Is there a simple rule of thumb you can use? Yes. Every permanent ten-calorie drop in daily intake will eventually lead to about a pound of weight loss, although it takes about a year to achieve half the total weight change and about three years to fully adjust to the new weight. So cutting 500 calories a day may result in the 50-pound weight loss predicted by the 3,500-calorie rule, but that’s the total weight loss you plateau at, not an annual drop, and it takes a few three years to get there. A 500-calorie deficit would be expected to cause a weight loss of about 25 pounds in the first year, followed by an additional 25-pound loss over years two and three, but that’s only if you can maintain the 500-calorie deficit, as I would do it. You can see in the graph below and at 2:38 in my video.
If you’re eating On the same diet that led to the original weight problem, but only in smaller portions, you should expect your appetite to speed up by about 45 calories per pound lost.

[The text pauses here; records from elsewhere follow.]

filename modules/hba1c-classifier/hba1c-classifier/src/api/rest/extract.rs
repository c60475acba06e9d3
//! Request input resolution.
//!
//! The `hba1c` value is taken from a JSON body first and from the query
//! string second. A body that is missing, unreadable, not JSON, or not a JSON
//! object is ignored, so a malformed body never masks the query parameter.

use std::collections::HashMap;
use std::convert::Infallible;

use axum::body::Bytes;
use axum::extract::{FromRequest, Request};
use axum::http::{HeaderMap, header};
use hba1c_classifier_sdk::{FIELD_NAME, Hba1cInput};
use serde_json::value::RawValue;

use super::dto::input_from_raw;

/// Top-level members of a JSON object body, kept unparsed until needed.
pub type JsonObject = HashMap<String, Box<RawValue>>;

/// The `hba1c` input resolved from a request, if any.
#[derive(Debug, Clone, PartialEq)]
pub struct ResolvedInput(pub Option<Hba1cInput>);

impl<S> FromRequest<S> for ResolvedInput
where
    S: Send + Sync,
{
    type Rejection = Infallible;

    async fn from_request(req: Request, state: &S) -> Result<Self, Self::Rejection> {
        let query = req.uri().query().map(parse_query).unwrap_or_default();

        let body = if is_json_content_type(req.headers()) {
            match Bytes::from_request(req, state).await {
                Ok(bytes) => parse_json_object(&bytes),
                Err(rejection) => {
                    tracing::debug!(error = %rejection, "ignoring unreadable request body");
                    None
                }
            }
        } else {
            None
        };

        Ok(Self(resolve(body.as_ref(), &query)))
    }
}

/// Pick the input: body key first, then the first matching query parameter.
///
/// A body key holding `null` resolves to absent without consulting the query.
#[must_use]
pub fn resolve(body: Option<&JsonObject>, query: &[(String, String)]) -> Option<Hba1cInput> {
    if let Some(value) = body.and_then(|b| b.get(FIELD_NAME)) {
        return input_from_raw(value);
    }

    query
        .iter()
        .find(|(key, _)| key == FIELD_NAME)
        .map(|(_, value)| Hba1cInput::Text(value.clone()))
}

fn parse_query(raw: &str) -> Vec<(String, String)> {
    serde_urlencoded::from_str(raw).unwrap_or_default()
}

fn parse_json_object(bytes: &[u8]) -> Option<JsonObject> {
    match serde_json::from_slice::<JsonObject>(bytes) {
        Ok(map) => Some(map),
        Err(e) => {
            if !bytes.is_empty() {
                tracing::debug!(error = %e, "ignoring JSON body that is not an object");
            }
            None
        }
    }
}

/// `application/json` or any `application/*+json` media type.
fn is_json_content_type(headers: &HeaderMap) -> bool {
    let Some(content_type) = headers
        .get(header::CONTENT_TYPE)
        .and_then(|v| v.to_str().ok())
    else {
        return false;
    };

    let mime = content_type
        .split(';')
        .next()
        .unwrap_or_default()
        .trim()
        .to_ascii_lowercase();

    mime == "application/json" || (mime.starts_with("application/") && mime.ends_with("+json"))
}
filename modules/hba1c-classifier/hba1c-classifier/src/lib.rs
//! HbA1c Classifier Module Implementation
//!
//! The public API is defined in `hba1c-classifier-sdk` and re-exported here.
//! Mount [`router`] into any axum application to serve the classifier.

pub use hba1c_classifier_sdk::{
    Classification, ClassifierError, GlycemicStatus, Hba1cClassifierApi, Hba1cInput,
};

pub mod api;
pub mod domain;

pub use api::rest::routes::router;
pub use domain::service::Service;
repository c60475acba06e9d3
pub mod dto;
pub mod error;
pub mod extract;
pub mod handlers;
pub mod routes;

So, if you were cutting 500 calories a day solely through portion control, before you even lose a dozen pounds, you would feel so hungry that you would be forced to eat 500 more calories a day and your weight loss could disappear. . For this reason, if you are determined to follow the same diet with the same foods, just in smaller quantities, you should cut an additional 45 calories per pound of desired weight loss to compensate for your hunger.
So to lose that pound, instead of eating just 10 fewer calories a day using the 10 calories per pound rule, you would have to eat 10 fewer calories in addition to the 45 fewer calories to account for your body’s acceleration. appetite. Thus, it would be 10 + 45 = 55 fewer calories. In fact, by simply changing the quantity and not the quality of your diet, it takes 55 fewer calories per day to lose one pound, so a daily deficit of 500 calories would only allow you to lose about 9 pounds over time instead of 50 pounds. That’s why portion control methods can be such a frustrating failure for so many people.
If you missed my first two videos on calories per pound, check out The 3,500 calories per pound rule is incorrect. and The Reason Weight Loss Stalls When You Diet.
I have many other videos on weight loss, which you can see here on the topic page, and there will soon be millions more, based on my book. How not to diet.